Distinción Palmar de Junco al mejor estadio de la Serie Nacional

No es necesario ascender a la categoría de cronista deportivo para
expresar con cuánto placer recibimos la información de que la
distinción que entregará a partir de este año la Comisión Nacional de
Béisbol al mejor estadio del país lleva por nombre Palmar de Junco.

Es el reconocimiento a un sitio de la ciudad de Matanzas conocido
desde 1840 con ese nombre, pero que entraña mucho más porque ha sido
testigo de la historia local y nacional en la que llegaron a
fusionar a finales del siglo XIX la lucha por la libertad de Cuba, el
béisbol y nuestro baile primigenio, el danzón, interpretado en sus
pequeñas gradas por la orquesta de su creador, Miguel Failde.

No podemos olvidar a aquellos jugadores que pasaron por su grama y que
se alzaron en armas por la libertad de la Patria ante el colonialismo
español, entre ellos el equipo Matanzas de 1892, campeón nacional, y el
de 1895, que cambiaron bates y pelotas por el machete y el fusil, o
las colectas que se realizaban a escondidas de las autoridades
españolas que servían para sufragar gastos de la guerra.

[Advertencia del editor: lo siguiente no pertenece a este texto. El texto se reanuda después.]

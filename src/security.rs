//! Security Validation Module
//!
//! Protects against malicious or malformed requests that could:
//! - Exhaust server resources (oversized URIs or headers)
//! - Smuggle relative segments into a signed asset path
//!
//! Returns appropriate HTTP status codes:
//! - 414 URI Too Long - Request URI exceeds limit
//! - 431 Request Header Fields Too Large - Headers exceed limit
//! - 400 Bad Request - Path traversal in an asset path
//!
//! Asset paths are never resolved against a filesystem; the checks here are
//! purely textual.

use crate::constants::{DEFAULT_MAX_HEADER_SIZE, DEFAULT_MAX_URI_LENGTH};

/// Security validation error types
#[derive(Debug, Clone, PartialEq, Eq)]
pub enum SecurityError {
    /// Request headers too large (431)
    HeadersTooLarge { total_size: usize, limit: usize },
    /// Path traversal attempt detected (400)
    PathTraversal { path: String },
    /// URI too long (414)
    UriTooLong { length: usize, limit: usize },
}

impl SecurityError {
    pub fn status_code(&self) -> u16 {
        match self {
            SecurityError::HeadersTooLarge { .. } => 431,
            SecurityError::PathTraversal { .. } => 400,
            SecurityError::UriTooLong { .. } => 414,
        }
    }

    /// Reason phrase used as the JSON `error` field
    pub fn reason(&self) -> &'static str {
        match self {
            SecurityError::HeadersTooLarge { .. } => "Request Header Fields Too Large",
            SecurityError::PathTraversal { .. } => "Bad Request",
            SecurityError::UriTooLong { .. } => "URI Too Long",
        }
    }
}

impl std::fmt::Display for SecurityError {
    fn fmt(&self, f: &mut std::fmt::Formatter<'_>) -> std::fmt::Result {
        match self {
            SecurityError::HeadersTooLarge { total_size, limit } => {
                write!(
                    f,
                    "Total header size {} exceeds limit {}",
                    total_size, limit
                )
            }
            SecurityError::PathTraversal { path } => {
                write!(f, "Path traversal attempt detected: {}", path)
            }
            SecurityError::UriTooLong { length, limit } => {
                write!(f, "URI length {} exceeds limit {}", length, limit)
            }
        }
    }
}

impl std::error::Error for SecurityError {}

/// Request-level limits
#[derive(Debug, Clone)]
pub struct SecurityLimits {
    /// Maximum total header size in bytes (default: 64 KB)
    pub max_header_size: usize,
    /// Maximum URI length (default: 8192 bytes)
    pub max_uri_length: usize,
}

impl Default for SecurityLimits {
    fn default() -> Self {
        Self {
            max_header_size: DEFAULT_MAX_HEADER_SIZE,
            max_uri_length: DEFAULT_MAX_URI_LENGTH,
        }
    }
}

/// Validate total header size
pub fn validate_header_size(total_size: usize, limit: usize) -> Result<(), SecurityError> {
    if total_size > limit {
        return Err(SecurityError::HeadersTooLarge { total_size, limit });
    }
    Ok(())
}

/// Validate URI length
pub fn validate_uri_length(uri: &str, limit: usize) -> Result<(), SecurityError> {
    let length = uri.len();
    if length > limit {
        return Err(SecurityError::UriTooLong { length, limit });
    }
    Ok(())
}

/// Check for path traversal attempts
///
/// Detects:
/// - `..` or `.` segments, with either `/` or `\` separators
/// - URL-encoded dots (`%2e`), which would decode into the above downstream
/// - NUL bytes (path truncation)
pub fn check_path_traversal(path: &str) -> Result<(), SecurityError> {
    let traversal = || SecurityError::PathTraversal {
        path: path.to_string(),
    };

    if path.contains('\0') {
        return Err(traversal());
    }

    if path.to_ascii_lowercase().contains("%2e") {
        return Err(traversal());
    }

    if path
        .split(|c: char| c == '/' || c == '\\')
        .any(|segment| segment == ".." || segment == ".")
    {
        return Err(traversal());
    }

    Ok(())
}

No hay documento relacionado con el béisbol que no mencione al Palmar
de Junco como parte de los orígenes de este deporte en Cuba, ya que
desde 1865 había noticias de encuentros escenificados en sus terrenos,
entre ellos, el que puede considerarse como más divulgado y que tuvo
lugar el 27 de diciembre de 1874 entre dos equipos de La Habana y
Matanzas y que se considera de carácter oficial, ya que por primera
vez se jugaba entre dos equipos organizados, con las reglas de aquel
momento, árbitro, anotador, con gran asistencia de público y
divulgado por la prensa matancera y capitalina.

En 1877 tiene lugar en la instalación yumurina un partido entre
marineros de un buque escuela de Estados Unidos y una selección
matancera, que aparece recogido como el primer juego de carácter
internacional celebrado en Cuba.

Testigo del béisbol cubano, tanto profesional como amateur, en los
siglos XIX, XX y XXI es el más longevo del mundo en funciones, sede
de la Academia provincial de Béisbol de Matanzas y “home club” de
los equipos de este territorio en los torneos escolares, juveniles y
sub 23.

Es la primera instalación del país que posee las condiciones de
Monumento Local y Nacional y en sus áreas radica el Salón de la Fama
Palmar de Junco, único de su tipo que rinde homenaje a los más
destacados peloteros del país, condiciones por las que está optando
para ser reconocido como Patrimonio de la Humanidad.

Al denominar Palmar de Junco a la distinción que se entregará al
mejor estadio de la LX Serie Nacional, la Comisión de Béisbol honra a
la emblemática instalación, a aquellos grandes jugadores que la
engalanaron con su presencia y a las generaciones de matanceros
que en los momentos más difíciles de la etapa republicana lucharon porque no desapareciera este orgullo nacional.